La inclusión en la Cartera de Servicios de AP
puede ser una motivación adicional. La consulta de enfermería puede asumir sin
problemas la realización de las pruebas analíticas mediante coagulómetros con
mucha mayor facilidad que las extracciones mediante punción venosa,
incluyéndola en una visita programada junto con la actividad de educación
sanitaria, fundamental en estos pacientes.
-
Evaluación de costes y presupuesto específico para las Gerencias de AP:
existen estudios de coste donde se apoya la pertinencia del seguimiento en AP
con coagulómetros portátiles, tanto en cuanto a costes indirectos (se evitan
desplazamientos tanto de los pacientes como de sus familiares al hospital, con
el ahorro consiguiente en transporte privado y en pérdida de jornadas laborales)
como directos (el mayor coste de las tiras reactivas frente al análisis tradicional
se compensa con el ahorro en transporte de muestras, gasto de personal de
hematología, laboratorio y de enfermería, ambulancias), disminución de lista de
espera para extracciones, menor carga burocrática y menor número de visitas.
Las mejoras se producen en el servicio, la calidad, el tiempo y los costes.

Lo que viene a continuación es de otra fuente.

//! Encoder stand-in producing fake access units at a fixed frame rate

use std::time::{Duration, Instant};

use tracing::{debug, warn};

use crate::domain::errors::DomainError;
use crate::domain::model::{AccessUnit, OutputSlot, SampleFlags, TrackFormat};
use crate::ports::{EncoderEvent, VideoEncoder};
use crate::utils::time::duration_to_us;

const DEFAULT_POOL_SIZE: usize = 8;
const DEFAULT_PAYLOAD_SIZE: usize = 64;

/// How presentation time relates to the wall clock
#[derive(Debug, Clone, Copy, PartialEq, Eq)]
pub enum Pacing {
    /// A unit is ready on every poll; time only advances per frame
    Virtual,
    /// Units become ready when the wall clock reaches their timestamp
    RealTime,
}

/// Counters for checking buffer hygiene
#[derive(Debug, Clone, Copy, Default, PartialEq, Eq)]
pub struct EncoderStats {
    pub produced: u64,
    pub released: u64,
    pub in_flight: usize,
}

/// Produces numbered frames with a bounded pool of output slots.
///
/// When every slot is held by the consumer the encoder stalls and polls
/// time out, just like a hardware encoder whose buffers are not returned.
pub struct SyntheticEncoder {
    format: TrackFormat,
    pacing: Pacing,
    announced: bool,
    epoch: Option<Instant>,
    next_pts_us: i64,
    keyframe_interval: u64,
    payload_size: usize,
    slots: Vec<bool>,
    stats: EncoderStats,
}

impl SyntheticEncoder {
    pub fn new(format: TrackFormat, pacing: Pacing) -> Self {
        Self {
            format,
            pacing,
            announced: false,
            epoch: None,
            next_pts_us: 0,
            keyframe_interval: 1,
            payload_size: DEFAULT_PAYLOAD_SIZE,
            slots: vec![false; DEFAULT_POOL_SIZE],
            stats: EncoderStats::default(),
        }
    }

    pub fn with_pool_size(mut self, slots: usize) -> Self {
        self.slots = vec![false; slots.max(1)];
        self
    }

    pub fn with_payload_size(mut self, bytes: usize) -> Self {
        self.payload_size = bytes.max(1);
        self
    }

    pub fn with_keyframe_interval(mut self, frames: u32) -> Self {
        self.keyframe_interval = u64::from(frames.max(1));
        self
    }

    pub fn stats(&self) -> EncoderStats {
        self.stats
    }

    fn free_slot(&self) -> Option<usize> {
        self.slots.iter().position(|in_use| !in_use)
    }

    fn next_unit(&mut self, slot: usize) -> AccessUnit {
        let frame = self.stats.produced;
        let flags = if frame % self.keyframe_interval == 0 {
            SampleFlags::KEY_FRAME
        } else {
            SampleFlags::NONE
        };
        let payload: Vec<u8> = frame
            .to_le_bytes()
            .iter()
            .copied()
            .cycle()
            .take(self.payload_size)
            .collect();

        let unit = AccessUnit {
            slot: OutputSlot(slot),
            payload,
            pts_us: self.next_pts_us,
            flags,
        };
        self.slots[slot] = true;
        self.next_pts_us += self.format.frame_interval_us();
        self.stats.produced += 1;
        self.stats.in_flight += 1;
        unit
    }

    /// Wall-clock wait before the next frame is due, if any
    fn wait_for_frame(&mut self) -> Duration {
        let epoch = *self.epoch.get_or_insert_with(Instant::now);
        let elapsed_us = duration_to_us(epoch.elapsed()) as i64;
        let ahead_us = self.next_pts_us - elapsed_us;
        if ahead_us > 0 {
            Duration::from_micros(ahead_us as u64)
        } else {
            Duration::ZERO
        }
    }
}

impl VideoEncoder for SyntheticEncoder {
    fn poll(&mut self, timeout: Duration) -> Result<EncoderEvent, DomainError> {
        if !self.announced {
            self.announced = true;
            debug!(fps = self.format.frame_rate, "Synthetic encoder output format ready");
            return Ok(EncoderEvent::FormatChanged(self.format.clone()));
        }

        let Some(slot) = self.free_slot() else {
            if self.pacing == Pacing::RealTime {
                std::thread::sleep(timeout);
            }
            return Ok(EncoderEvent::Timeout);
        };

        if self.pacing == Pacing::RealTime {
            let wait = self.wait_for_frame();
            if wait > timeout {
                std::thread::sleep(timeout);
                return Ok(EncoderEvent::Timeout);
            }
            std::thread::sleep(wait);
        }

        Ok(EncoderEvent::Unit(self.next_unit(slot)))
    }

    fn release_output(&mut self, unit: AccessUnit) {
        match self.slots.get_mut(unit.slot.0) {
            Some(in_use) if *in_use => {
                *in_use = false;
                self.stats.released += 1;
                self.stats.in_flight -= 1;
            }
            _ => warn!(slot = unit.slot.0, "Released an output slot that was not in use"),
        }
    }
}

impl Drop for SyntheticEncoder {
    fn drop(&mut self) {
        debug!(
            produced = self.stats.produced,
            released = self.stats.released,
            "Synthetic encoder released"
        );
    }
}

#[cfg(test)]
mod tests {
    use super::*;
    use crate::domain::model::VideoCodec;

    fn encoder(pool: usize) -> SyntheticEncoder {
        let format = TrackFormat::video(VideoCodec::Raw, 16, 16, 100).unwrap();
        SyntheticEncoder::new(format, Pacing::Virtual).with_pool_size(pool)
    }

    fn unit(event: EncoderEvent) -> AccessUnit {
        match event {
            EncoderEvent::Unit(unit) => unit,
            other => panic!("expected a unit, got {:?}", other),
        }
    }

    #[test]
    fn test_format_precedes_units() {
        let mut enc = encoder(2);
        assert!(matches!(enc.poll(Duration::ZERO).unwrap(), EncoderEvent::FormatChanged(_)));
        let first = unit(enc.poll(Duration::ZERO).unwrap());
        let second = unit(enc.poll(Duration::ZERO).unwrap());
        assert_eq!(first.pts_us, 0);
        assert_eq!(second.pts_us, 10_000);
        assert!(first.flags.is_key_frame());
    }

    #[test]
    fn test_stalls_until_slots_are_released() {
        let mut enc = encoder(1);
        enc.poll(Duration::ZERO).unwrap();
        let held = unit(enc.poll(Duration::ZERO).unwrap());
        assert!(matches!(enc.poll(Duration::ZERO).unwrap(), EncoderEvent::Timeout));

        enc.release_output(held);
        assert!(matches!(enc.poll(Duration::ZERO).unwrap(), EncoderEvent::Unit(_)));
        assert_eq!(enc.stats().released, 1);
        assert_eq!(enc.stats().in_flight, 1);
    }
}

Probablemente haya que afrontar inicialmente un mayor número de análisis en
AP debido a la falta de experiencia.
Es por tanto necesario que haya una
partida presupuestaria en AP para la adquisición de coagulómetros y el consumo
de tiras reactivas en los centros de salud, en función de la población atendida,
de forma que asumir este servicio no suponga una penalización económica para
las Gerencias.
En los próximos años van a aparecer nuevos fármacos anticoagulantes orales,
algunos de los cuales tendrán la ventaja de no necesitar un seguimiento analítico. El
coste de estos nuevos fármacos será muy elevado (el coste de un anticoagulante oral
y la tira reactiva mensual no supera los 8 euros), y su introducción dependerá
posiblemente de la buena o mala gestión organizativa que se esté realizando en cada
Area. Actualmente existe una tendencia de crecimiento de un 10% anual de pacientes
anticoagulados, lo que apoya la necesidad de tener un modelo asistencial bien
organizado e implantado en nuestro territorio.